## WHAT THE TASK REQUIRES
From the records below, state how many lines hold the string "values", without any other text.

## PROVIDED RECORDS
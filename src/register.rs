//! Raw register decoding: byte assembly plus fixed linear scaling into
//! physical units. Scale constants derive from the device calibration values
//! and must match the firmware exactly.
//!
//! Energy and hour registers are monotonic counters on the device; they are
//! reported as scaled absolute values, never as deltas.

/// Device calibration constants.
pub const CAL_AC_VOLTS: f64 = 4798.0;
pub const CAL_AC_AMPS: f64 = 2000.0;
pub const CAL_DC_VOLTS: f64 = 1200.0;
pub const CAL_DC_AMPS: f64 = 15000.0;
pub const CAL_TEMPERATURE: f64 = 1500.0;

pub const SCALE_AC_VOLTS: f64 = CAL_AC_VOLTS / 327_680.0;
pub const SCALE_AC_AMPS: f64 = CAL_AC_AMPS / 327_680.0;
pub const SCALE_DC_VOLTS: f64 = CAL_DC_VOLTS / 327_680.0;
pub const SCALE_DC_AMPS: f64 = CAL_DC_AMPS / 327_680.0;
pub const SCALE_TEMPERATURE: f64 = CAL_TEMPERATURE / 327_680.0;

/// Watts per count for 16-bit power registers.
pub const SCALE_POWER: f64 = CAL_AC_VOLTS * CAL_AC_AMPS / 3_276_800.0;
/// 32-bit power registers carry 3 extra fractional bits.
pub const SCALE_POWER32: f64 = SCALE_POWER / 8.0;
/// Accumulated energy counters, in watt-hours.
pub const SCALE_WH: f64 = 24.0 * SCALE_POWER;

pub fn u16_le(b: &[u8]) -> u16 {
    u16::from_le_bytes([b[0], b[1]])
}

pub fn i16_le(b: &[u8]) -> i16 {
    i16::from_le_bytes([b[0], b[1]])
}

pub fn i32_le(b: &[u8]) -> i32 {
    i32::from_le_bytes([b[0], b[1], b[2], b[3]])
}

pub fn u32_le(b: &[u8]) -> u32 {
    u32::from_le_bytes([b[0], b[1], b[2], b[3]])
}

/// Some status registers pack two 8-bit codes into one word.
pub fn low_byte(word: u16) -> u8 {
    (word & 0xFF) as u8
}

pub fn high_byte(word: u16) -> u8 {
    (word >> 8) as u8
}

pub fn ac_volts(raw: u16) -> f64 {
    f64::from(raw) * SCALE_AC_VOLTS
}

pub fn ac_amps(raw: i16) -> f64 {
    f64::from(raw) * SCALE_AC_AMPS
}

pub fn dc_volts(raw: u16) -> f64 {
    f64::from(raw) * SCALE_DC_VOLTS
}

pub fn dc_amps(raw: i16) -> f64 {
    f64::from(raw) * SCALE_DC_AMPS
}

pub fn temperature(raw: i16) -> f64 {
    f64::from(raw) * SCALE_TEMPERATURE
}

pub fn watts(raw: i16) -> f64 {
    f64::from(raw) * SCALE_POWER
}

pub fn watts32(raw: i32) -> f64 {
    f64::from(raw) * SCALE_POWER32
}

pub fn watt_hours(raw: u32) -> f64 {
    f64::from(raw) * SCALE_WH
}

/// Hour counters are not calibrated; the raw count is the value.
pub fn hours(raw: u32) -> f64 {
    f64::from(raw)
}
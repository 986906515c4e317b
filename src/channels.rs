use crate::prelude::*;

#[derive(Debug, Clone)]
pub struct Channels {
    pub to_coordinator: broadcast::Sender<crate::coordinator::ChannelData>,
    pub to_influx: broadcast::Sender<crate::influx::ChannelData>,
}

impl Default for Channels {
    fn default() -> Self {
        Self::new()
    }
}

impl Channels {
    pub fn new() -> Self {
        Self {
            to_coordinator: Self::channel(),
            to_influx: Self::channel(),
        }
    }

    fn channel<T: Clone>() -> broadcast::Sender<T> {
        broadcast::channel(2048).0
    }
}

## EXERCISE RESULT
2